Not every online shopper gets the same offer -- Are cookies costing you money?

Updated

Have you ever found a great price online and recommended it to a friend, only to find that they could not bring up the same deal? Your friend may well have been cookied, a term I just made up for the ability of internet sites to customize prices on the fly according to the customer's shopping history.

What is an internet cookie? It's a small file put on on your computer by the site you are visiting to identify you, so that the next time you visit, it recognizes you and can build on your previous shopping history with new, customized offers. At the moment, my computer contains cookies from Youtube, Reuters, Amazon, AOL, and hundreds of other sites I've visited recently.

So what? you might ask. If cookies allow sites to feed me offers that match my interests, what's the problem? The problem is that internet businesses want to wring as much money out of you as possible, and if you're identified by a cookie as someone who has shopped there before, it knows what offers you've responded to. If you've proven yourself a tough sell, it might feed you its best price. However, if you've been an easy sell, as shown by your previous purchases, the price you receive might be higher. Think of it as bartering.

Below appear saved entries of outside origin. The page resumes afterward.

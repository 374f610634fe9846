/// Storage layer for persisting habit, book and digest data
///
/// This module defines the data-access interface every other layer is handed
/// explicitly, and its SQLite implementation. Derived values (streaks,
/// progress, heatmaps) are never stored.

pub mod migrations;
pub mod sqlite;

// Re-export the main storage types
pub use sqlite::*;

use thiserror::Error;

use crate::domain::{
    Book, BookId, BookStatus, DayKey, Habit, HabitId, HabitLog, LogId, UserId, WeeklyDigest,
};

/// Errors that can occur during storage operations
#[derive(Error, Debug)]
pub enum StorageError {
    #[error("Database connection error: {0}")]
    Connection(String),

    #[error("Database query error: {0}")]
    Query(#[from] rusqlite::Error),

    #[error("Serialization error: {0}")]
    Serialization(#[from] serde_json::Error),

    #[error("Habit not found: {habit_id}")]
    HabitNotFound { habit_id: String },

    #[error("Log not found: {log_id}")]
    LogNotFound { log_id: String },

    #[error("Book not found: {book_id}")]
    BookNotFound { book_id: String },

    #[error("Migration error: {0}")]
    Migration(String),
}

/// Data-access interface for the habit tracker
///
/// Every read and delete is scoped to the owning user; records of other users
/// behave as if they did not exist.
pub trait HabitFlowStore {
    /// Create a new habit
    fn create_habit(&self, habit: &Habit) -> Result<(), StorageError>;

    /// Get one of the user's habits
    fn get_habit(&self, user_id: &UserId, habit_id: &HabitId) -> Result<Habit, StorageError>;

    /// List the user's habits, oldest first
    fn list_habits(&self, user_id: &UserId) -> Result<Vec<Habit>, StorageError>;

    /// Update an existing habit
    fn update_habit(&self, habit: &Habit) -> Result<(), StorageError>;

    /// Delete a habit and all its logs
    fn delete_habit(&self, user_id: &UserId, habit_id: &HabitId) -> Result<(), StorageError>;

    /// All logs of all the user's habits, newest first
    fn list_logs(&self, user_id: &UserId) -> Result<Vec<HabitLog>, StorageError>;

    /// The user's logs with `start <= completed_at <= end`
    fn list_logs_in_range(
        &self,
        user_id: &UserId,
        start: DayKey,
        end: DayKey,
    ) -> Result<Vec<HabitLog>, StorageError>;

    /// The log for a habit on a given day, if any
    fn find_log(&self, habit_id: &HabitId, day: DayKey) -> Result<Option<HabitLog>, StorageError>;

    /// Record a completion; returns the existing log if the day was already logged
    fn upsert_log(&self, habit_id: &HabitId, day: DayKey) -> Result<HabitLog, StorageError>;

    /// Remove a completion
    fn delete_log(&self, log_id: &LogId) -> Result<(), StorageError>;

    /// Add a book
    fn create_book(&self, book: &Book) -> Result<(), StorageError>;

    /// Get one of the user's books
    fn get_book(&self, user_id: &UserId, book_id: &BookId) -> Result<Book, StorageError>;

    /// List the user's books, newest first, optionally by status
    fn list_books(
        &self,
        user_id: &UserId,
        status: Option<BookStatus>,
    ) -> Result<Vec<Book>, StorageError>;

    /// Update an existing book
    fn update_book(&self, book: &Book) -> Result<(), StorageError>;

    /// Delete a book
    fn delete_book(&self, user_id: &UserId, book_id: &BookId) -> Result<(), StorageError>;

    /// Append a generated digest
    fn create_digest(&self, digest: &WeeklyDigest) -> Result<(), StorageError>;

    /// Most recent digests first, at most `limit`
    fn list_digests(&self, user_id: &UserId, limit: u32) -> Result<Vec<WeeklyDigest>, StorageError>;
}
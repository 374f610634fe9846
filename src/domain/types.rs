/// Core types and enums used throughout the domain layer
///
/// This module defines the ID types, the owning user, a habit's target
/// weekdays and a book's reading status.

use std::collections::BTreeSet;
use std::fmt;

use chrono::{Datelike, Weekday};
use serde::{Deserialize, Serialize};
use uuid::Uuid;

use crate::domain::DomainError;

/// Declares a UUID-backed identifier type.
///
/// Each record kind gets its own wrapper so a habit ID can't be passed where
/// a book ID is expected.
macro_rules! uuid_id {
    ($(#[$meta:meta])* $name:ident) => {
        $(#[$meta])*
        #[derive(Debug, Clone, PartialEq, Eq, Hash, PartialOrd, Ord, Serialize, Deserialize)]
        pub struct $name(pub Uuid);

        impl $name {
            /// Generate a new random identifier
            pub fn new() -> Self {
                Self(Uuid::new_v4())
            }

            /// Parse an identifier from its string form (database rows, tool arguments)
            pub fn from_string(s: &str) -> Result<Self, uuid::Error> {
                Ok(Self(Uuid::parse_str(s.trim())?))
            }
        }

        impl Default for $name {
            fn default() -> Self {
                Self::new()
            }
        }

        impl fmt::Display for $name {
            fn fmt(&self, f: &mut fmt::Formatter<'_>) -> fmt::Result {
                fmt::Display::fmt(&self.0, f)
            }
        }
    };
}

uuid_id!(
    /// Unique identifier for a habit
    HabitId
);

uuid_id!(
    /// Unique identifier for a habit completion log
    LogId
);

uuid_id!(
    /// Unique identifier for a book
    BookId
);

uuid_id!(
    /// Unique identifier for a generated weekly digest
    DigestId
);

/// Identifier of the user that owns a record
///
/// Accounts live in the backend; to us the ID is an opaque string.
#[derive(Debug, Clone, PartialEq, Eq, Hash, Serialize, Deserialize)]
pub struct UserId(String);

impl UserId {
    pub fn new(id: impl Into<String>) -> Result<Self, DomainError> {
        let id = id.into();
        let trimmed = id.trim();
        if trimmed.is_empty() {
            return Err(DomainError::Validation {
                message: "User ID cannot be empty".to_string(),
            });
        }
        Ok(Self(trimmed.to_string()))
    }

    pub fn as_str(&self) -> &str {
        &self.0
    }
}

impl fmt::Display for UserId {
    fn fmt(&self, f: &mut fmt::Formatter<'_>) -> fmt::Result {
        f.write_str(&self.0)
    }
}

/// Weekdays a habit is expected on, as numbers 1 (Monday) through 7 (Sunday)
///
/// Always holds at least one day. Serialized as a sorted array of numbers.
#[derive(Debug, Clone, PartialEq, Eq, Serialize, Deserialize)]
#[serde(try_from = "Vec<u8>", into = "Vec<u8>")]
pub struct TargetDays(BTreeSet<u8>);

impl TargetDays {
    /// Build a target set, rejecting empty input and numbers outside 1..=7
    pub fn new(days: impl IntoIterator<Item = u8>) -> Result<Self, DomainError> {
        let mut set = BTreeSet::new();
        for day in days {
            if !(1..=7).contains(&day) {
                return Err(DomainError::InvalidTargetDays(format!(
                    "Weekday numbers must be 1-7 (1 = Monday), got {}",
                    day
                )));
            }
            set.insert(day);
        }

        if set.is_empty() {
            return Err(DomainError::InvalidTargetDays(
                "At least one target day is required".to_string(),
            ));
        }

        Ok(Self(set))
    }

    /// Every day of the week (the default for new habits)
    pub fn every_day() -> Self {
        Self((1..=7).collect())
    }

    /// Check whether a weekday is one of the targets
    pub fn contains(&self, weekday: Weekday) -> bool {
        self.0.contains(&(weekday.number_from_monday() as u8))
    }

    /// Check whether a date falls on a target weekday
    pub fn is_target_date(&self, date: chrono::NaiveDate) -> bool {
        self.contains(date.weekday())
    }

    pub fn days(&self) -> impl Iterator<Item = u8> + '_ {
        self.0.iter().copied()
    }

    pub fn len(&self) -> usize {
        self.0.len()
    }

    pub fn is_empty(&self) -> bool {
        self.0.is_empty()
    }
}

impl Default for TargetDays {
    fn default() -> Self {
        Self::every_day()
    }
}

impl TryFrom<Vec<u8>> for TargetDays {
    type Error = DomainError;

    fn try_from(days: Vec<u8>) -> Result<Self, Self::Error> {
        Self::new(days)
    }
}

impl From<TargetDays> for Vec<u8> {
    fn from(days: TargetDays) -> Self {
        days.0.into_iter().collect()
    }
}

/// Reading status of a book
#[derive(Debug, Clone, Copy, PartialEq, Eq, Hash, Serialize, Deserialize)]
#[serde(rename_all = "snake_case")]
pub enum BookStatus {
    /// Currently being read
    Reading,
    /// Finished
    Completed,
    /// Started but put aside
    Paused,
    /// On the reading list, not started
    WantToRead,
}

impl BookStatus {
    /// Storage and wire representation
    pub fn as_str(&self) -> &'static str {
        match self {
            BookStatus::Reading => "reading",
            BookStatus::Completed => "completed",
            BookStatus::Paused => "paused",
            BookStatus::WantToRead => "want_to_read",
        }
    }

    /// Parse a status, accepting the storage form case-insensitively
    pub fn parse(s: &str) -> Result<Self, DomainError> {
        match s.trim().to_lowercase().as_str() {
            "reading" => Ok(BookStatus::Reading),
            "completed" => Ok(BookStatus::Completed),
            "paused" => Ok(BookStatus::Paused),
            "want_to_read" => Ok(BookStatus::WantToRead),
            other => Err(DomainError::InvalidValue {
                message: format!(
                    "Invalid book status '{}'. Valid options: reading, completed, paused, want_to_read",
                    other
                ),
            }),
        }
    }

    /// Human-readable label
    pub fn display_name(&self) -> &'static str {
        match self {
            BookStatus::Reading => "Reading",
            BookStatus::Completed => "Completed",
            BookStatus::Paused => "Paused",
            BookStatus::WantToRead => "Want to read",
        }
    }
}

impl Default for BookStatus {
    fn default() -> Self {
        BookStatus::WantToRead
    }
}

#[cfg(test)]
mod tests {
    use super::*;
    use chrono::NaiveDate;

    #[test]
    fn test_target_days_dedupes_and_sorts() {
        let days = TargetDays::new(vec![5, 1, 3, 1]).unwrap();
        assert_eq!(days.days().collect::<Vec<_>>(), vec![1, 3, 5]);
        assert_eq!(days.len(), 3);
    }

    #[test]
    fn test_target_days_rejects_out_of_range() {
        assert!(TargetDays::new(vec![0]).is_err());
        assert!(TargetDays::new(vec![8]).is_err());
        assert!(TargetDays::new(Vec::new()).is_err());
    }

    #[test]
    fn test_target_days_weekday_lookup() {
        let weekdays = TargetDays::new(1..=5).unwrap();
        // 2024-01-06 was a Saturday, 2024-01-08 a Monday
        assert!(!weekdays.is_target_date(NaiveDate::from_ymd_opt(2024, 1, 6).unwrap()));
        assert!(weekdays.is_target_date(NaiveDate::from_ymd_opt(2024, 1, 8).unwrap()));
        assert!(TargetDays::every_day().contains(Weekday::Sun));
    }

    #[test]
    fn test_target_days_serde() {
        let json = serde_json::to_string(&TargetDays::new(vec![7, 6]).unwrap()).unwrap();
        assert_eq!(json, "[6,7]");
        assert!(serde_json::from_str::<TargetDays>("[9]").is_err());
    }

    #[test]
    fn test_book_status_round_trip_names() {
        assert_eq!(BookStatus::parse("Want_To_Read").unwrap(), BookStatus::WantToRead);
        assert_eq!(BookStatus::Paused.as_str(), "paused");
        assert!(BookStatus::parse("abandoned").is_err());
    }

    #[test]
    fn test_user_id_rejects_blank() {
        assert!(UserId::new("  ").is_err());
        assert_eq!(UserId::new(" alice ").unwrap().as_str(), "alice");
    }
}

How widespread is cookie-based differential pricing? I spoke with Joseph Turow of the Annenberg Public Policy Center of the University of Pennsylvania and author of Niche Envy, who told me that this is one of the most closely held secrets in the internet marketing community. However, he suspects it is widely used.

Fortunately, you can fight cookie-based differential pricing very simply -- delete the cookies on your machine on a regular basis. Every browser offers this function; look under Tools or Preferences on your command bar.

This trend of differential pricing, called behavioral targeting, and how it affects the price you pay is a topic I'll delve into in more depth in later posts. Keep reading WalletPop for tips on how to counter behavioral targeting and get the best prices online.

If you'd like to take a peek at the cookies on your PC, for most Vista-OS machines you can find them by navigating to C:\Users\<username>\AppData\Roaming\Microsoft\Windows\Cookies\ and
C:\Users\<username>\AppData\Roaming\Microsoft\Windows\Cookies\Low\
Windows XP users will find cookies at - C:\Documents and Settings\<username>\Cookies\
Firefox users can add a View Cookie extension to their browser.
A question for the Mac and Linux experts out there; how would readers find the cookies on those platforms?